A Brithem (Judex, Dempster) was a hereditary legal expert in medieval Scotland, charged with upholding the laws within one of the provinces of Scotland. The role is thought to long predate its first documentary record in the 12th century. At least one brithem was attached to each province, and the role was not a royal appointment, but one that took place within the province. There is no record of any brithem in Lothian, though they are recorded in Galloway.

Brithems oversaw justice at a higher level than would have been dealt with by local cuthill courts: conducting perambulations to settle land disputes, witnessing charters, conducting inquests, supervising legal assemblies and seigneurial courts, and overseeing compensation to the kin of victims of interpersonal violence. Up to the 12th century brithems are also recorded making laws, giving judgements to the exclusion of bishops and abbots, and even over-ruling all other elite attendees of provincial assemblies.

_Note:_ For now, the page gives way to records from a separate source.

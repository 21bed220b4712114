// Unit tests for domain rules

use std::time::Duration;

use crate::domain::errors::*;
use crate::domain::model::*;
use crate::domain::rules::*;

#[test]
fn test_extract_watch_url() {
    let reference = ReferenceExtractor::extract("https://www.youtube.com/watch?v=abc123").unwrap();
    assert_eq!(reference, "abc123");
}

#[test]
fn test_extract_watch_url_without_www() {
    let reference = ReferenceExtractor::extract("https://youtube.com/watch?v=abc123").unwrap();
    assert_eq!(reference, "abc123");
}

#[test]
fn test_extract_watch_url_with_extra_params() {
    let reference =
        ReferenceExtractor::extract("https://www.youtube.com/watch?list=PL1&v=abc123&t=42").unwrap();
    assert_eq!(reference, "abc123");
}

#[test]
fn test_extract_short_link() {
    let reference = ReferenceExtractor::extract("https://youtu.be/abc123").unwrap();
    assert_eq!(reference, "abc123");
}

#[test]
fn test_extract_short_link_ignores_query() {
    let reference = ReferenceExtractor::extract("https://youtu.be/abc123?t=30").unwrap();
    assert_eq!(reference, "abc123");
}

#[test]
fn test_extract_rejects_other_hosts() {
    let result = ReferenceExtractor::extract("https://vimeo.com/123");
    assert!(matches!(result, Err(DomainError::InvalidReference(_))));
}

#[test]
fn test_extract_rejects_missing_parameter() {
    let result = ReferenceExtractor::extract("https://www.youtube.com/watch?list=PL1");
    assert!(matches!(result, Err(DomainError::InvalidReference(_))));

    let result = ReferenceExtractor::extract("https://www.youtube.com/watch?v=");
    assert!(matches!(result, Err(DomainError::InvalidReference(_))));
}

#[test]
fn test_extract_rejects_empty_short_link() {
    let result = ReferenceExtractor::extract("https://youtu.be/");
    assert!(matches!(result, Err(DomainError::InvalidReference(_))));
}

#[test]
fn test_extract_rejects_non_urls() {
    let result = ReferenceExtractor::extract("not a url");
    assert!(matches!(result, Err(DomainError::InvalidReference(_))));
}

#[test]
fn test_extract_rejects_delimiters() {
    let result = ReferenceExtractor::extract("https://www.youtube.com/watch?v=ab%24c");
    assert!(matches!(result, Err(DomainError::InvalidReference(_))));

    let result = ReferenceExtractor::extract("https://youtu.be/ab,c");
    assert!(matches!(result, Err(DomainError::InvalidReference(_))));
}

#[test]
fn test_watch_url() {
    assert_eq!(
        ReferenceExtractor::watch_url("https://youtube.com/watch?v=", "abc"),
        "https://youtube.com/watch?v=abc"
    );
}

#[test]
fn test_trigger_for_bounded_entry() {
    let entry = PlaylistEntry::new("a", Bound::At(10), Bound::At(15)).unwrap();
    assert_eq!(
        AdvancePolicy::trigger_for(&entry),
        AdvanceTrigger::After(Duration::from_secs(5))
    );
}

#[test]
fn test_trigger_for_full_start() {
    let entry = PlaylistEntry::new("a", Bound::Full, Bound::At(8)).unwrap();
    assert_eq!(
        AdvancePolicy::trigger_for(&entry),
        AdvanceTrigger::After(Duration::from_secs(8))
    );
}

#[test]
fn test_trigger_for_full_end() {
    let entry = PlaylistEntry::new("a", Bound::At(10), Bound::Full).unwrap();
    assert_eq!(AdvancePolicy::trigger_for(&entry), AdvanceTrigger::NaturalEnd);
}

#[test]
fn test_trigger_for_inverted_range_is_zero() {
    let entry = PlaylistEntry::new("a", Bound::At(20), Bound::At(10)).unwrap();
    assert_eq!(
        AdvancePolicy::trigger_for(&entry),
        AdvanceTrigger::After(Duration::ZERO)
    );
}
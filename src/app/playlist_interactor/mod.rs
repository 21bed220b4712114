// Playlist interactor - Orchestrates building and inspecting shared playlists

use serde::Serialize;
use tracing::{error, info, warn};

use crate::builder::{BuilderAction, BuilderState};
use crate::codec::ShareToken;
use crate::domain::errors::*;
use crate::domain::model::*;
use crate::domain::rules::ReferenceExtractor;

/// Separates the URL from the optional bounds in an entry argument
pub const ENTRY_SEPARATOR: char = '@';

/// One clip as typed by the user: `URL[@START][@END]`
#[derive(Debug, Clone, PartialEq, Eq)]
pub struct EntryInput {
    pub url: String,
    pub start: Option<String>,
    pub end: Option<String>,
}

impl EntryInput {
    /// Split an entry argument. Blank bounds stay blank and mean `Full`.
    pub fn parse(input: &str) -> Self {
        let mut parts = input.trim().splitn(3, ENTRY_SEPARATOR);
        let url = parts.next().unwrap_or_default().to_string();
        let start = parts.next().map(str::to_string);
        let end = parts.next().map(str::to_string);
        Self { url, start, end }
    }

    fn into_action(self) -> BuilderAction {
        BuilderAction::Append {
            url: self.url,
            start: self.start,
            end: self.end,
        }
    }
}

/// Request to build a playlist from scratch
#[derive(Debug, Clone, Default)]
pub struct BuildRequest {
    pub entries: Vec<String>,
    /// Positions to remove, applied in order after all entries
    pub removals: Vec<usize>,
}

/// An entry the builder refused, with the reason shown to the user
#[derive(Debug, Clone, PartialEq, Eq)]
pub struct RejectedEntry {
    pub input: String,
    pub reason: DomainError,
}

/// Result of a build
#[derive(Debug, Clone)]
pub struct BuildResponse {
    pub state: BuilderState,
    pub rejected: Vec<RejectedEntry>,
}

impl BuildResponse {
    pub fn plain_text(&self) -> String {
        self.state.plain_text()
    }

    pub fn share_token(&self) -> ShareToken {
        self.state.share_token()
    }
}

/// Output format of `inspect`
#[derive(Debug, Clone, Copy, PartialEq, Eq)]
pub enum InspectFormat {
    Text,
    Json,
    Yaml,
}

impl InspectFormat {
    pub fn parse(format: &str) -> Result<Self, DomainError> {
        match format.to_lowercase().as_str() {
            "text" => Ok(InspectFormat::Text),
            "json" => Ok(InspectFormat::Json),
            "yaml" => Ok(InspectFormat::Yaml),
            other => Err(DomainError::BadArgs(format!("Unknown output format: {}", other))),
        }
    }
}

/// One playlist entry as shown by `inspect`
#[derive(Debug, Clone, PartialEq, Eq, Serialize)]
pub struct EntryView {
    pub index: usize,
    pub reference: String,
    pub start: Bound,
    pub end: Bound,
    pub watch_url: String,
}

/// Result of an inspection
#[derive(Debug, Clone)]
pub struct InspectResponse {
    pub entries: Vec<EntryView>,
    pub summary: String,
}

/// Interactor for the builder and inspection use cases
pub struct PlaylistInteractor {
    watch_base_url: String,
}

impl PlaylistInteractor {
    /// Create new playlist interactor linking clips under `watch_base_url`
    pub fn new(watch_base_url: impl Into<String>) -> Self {
        Self {
            watch_base_url: watch_base_url.into(),
        }
    }

    /// Run every entry through the builder, then every removal. Invalid
    /// entries are collected and skipped; the rest of the playlist is kept.
    pub fn build(&self, request: BuildRequest) -> BuildResponse {
        let mut state = BuilderState::new();
        let mut rejected = Vec::new();

        for input in request.entries {
            match state.apply(EntryInput::parse(&input).into_action()) {
                Ok(next) => state = next,
                Err(reason) => {
                    if reason.is_user_error() {
                        warn!(entry = %input, error = %reason, "Skipping entry");
                    } else {
                        error!(entry = %input, error = %reason, "Builder failed on entry");
                    }
                    rejected.push(RejectedEntry { input, reason });
                }
            }
        }

        for index in request.removals {
            match state.apply(BuilderAction::RemoveAt(index)) {
                Ok(next) => state = next,
                Err(reason) => warn!(index, error = %reason, "Skipping removal"),
            }
        }

        info!(clips = state.len(), rejected = rejected.len(), "Playlist built");
        BuildResponse { state, rejected }
    }

    /// Decode a token and render its entries
    pub fn inspect(
        &self,
        token: &ShareToken,
        format: InspectFormat,
    ) -> Result<InspectResponse, DomainError> {
        let playlist = token.decode()?;
        let entries: Vec<EntryView> = playlist
            .iter()
            .enumerate()
            .map(|(index, entry)| EntryView {
                index,
                reference: entry.reference().to_string(),
                start: entry.start(),
                end: entry.end(),
                watch_url: ReferenceExtractor::watch_url(&self.watch_base_url, entry.reference()),
            })
            .collect();

        let summary = match format {
            InspectFormat::Json => self.format_as_json(&entries)?,
            InspectFormat::Yaml => self.format_as_yaml(&entries)?,
            InspectFormat::Text => self.format_as_text(&entries),
        };

        Ok(InspectResponse { entries, summary })
    }

    fn format_as_json(&self, entries: &[EntryView]) -> Result<String, DomainError> {
        serde_json::to_string_pretty(entries)
            .map_err(|e| DomainError::Internal(format!("JSON serialization failed: {}", e)))
    }

    fn format_as_yaml(&self, entries: &[EntryView]) -> Result<String, DomainError> {
        serde_yaml::to_string(entries)
            .map_err(|e| DomainError::Internal(format!("YAML serialization failed: {}", e)))
    }

    fn format_as_text(&self, entries: &[EntryView]) -> String {
        if entries.is_empty() {
            return "Playlist is empty\n".to_string();
        }

        let mut output = format!("Playlist ({} clips):\n", entries.len());
        for entry in entries {
            output.push_str(&format!(
                "  {}. {} (Start: {}, End: {})\n     {}\n",
                entry.index + 1,
                entry.reference,
                entry.start,
                entry.end,
                entry.watch_url
            ));
        }
        output
    }
}
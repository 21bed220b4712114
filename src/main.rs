//! clipreel
//!
//! Build looping playlists of video clips, share them as a single token and
//! play them back on a schedule.
//!
//! # Usage
//!
//! ```bash
//! clipreel build --entry "https://youtu.be/abc@00:00:10@00:00:15" --entry "https://youtu.be/xyz"
//! clipreel inspect <TOKEN>
//! clipreel play <TOKEN> --cycles 2
//! clipreel time 3661
//! ```

use anyhow::{Context, Result};
use clap::Parser;
use tracing::info;

use clipreel::adapters::{init_logging, TomlConfigAdapter};
use clipreel::app::DefaultAppContainer;
use clipreel::cli::{commands, Cli, Commands};
use clipreel::config_initialization::initialize_configuration_hierarchy;

/// Main entry point for the clipreel CLI application
#[tokio::main]
async fn main() -> Result<()> {
    // Parse command line arguments
    let cli = Cli::parse();

    let config = TomlConfigAdapter::new();
    let resolved = initialize_configuration_hierarchy(&config, &cli)
        .await
        .context("Failed to load configuration")?;

    // Initialize logging, then report where the configuration came from
    init_logging(resolved.settings.log_level, resolved.settings.log_format);
    info!("Starting clipreel");
    resolved.sources.log_summary(&resolved.settings);

    let container = DefaultAppContainer::new(resolved.settings);

    // Execute the requested command
    match cli.command {
        Commands::Build(args) => commands::build(&container, args)?,
        Commands::Inspect(args) => commands::inspect(&container, args)?,
        Commands::Play(args) => commands::play(&container, args).await?,
        Commands::Time(args) => commands::time(args)?,
    }

    info!("clipreel completed successfully");
    Ok(())
}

From the reign of William the Lion kings began to see themselves rather the brithem as the main source of law-making, and the role of the brithem gradually sank from a prominent position to one of almost insignificance. From the 1180s a "King's Brithem" (Judex Regis) starts to appear in charters, a legal expert whose primary connection was not to a province but to the King. The last record of a group of brithems making law is from 1221, and by the end of the 13th century the decline in the status of the brithem was clearly apparent, with brithems appearing in more subordinate positions on witness lists, and appearing only in charters issues by earls, rather than ecclesiastic and royal acts.

==Bibliography==
- Barrow, G. W. S. (1966). "The Scottish "Judex" in the Twelfth and Thirteenth Centuries"
- Broun, Dauvit (2015). "Statehood and lordship in 'Scotland' before the midtwelfth century"
- Grant, Alexander (2000). "The Medieval State: essays presented to James Campbell"
- Taylor, Alice (2016). "The Shape of the State in Medieval Scotland, 1124–1290"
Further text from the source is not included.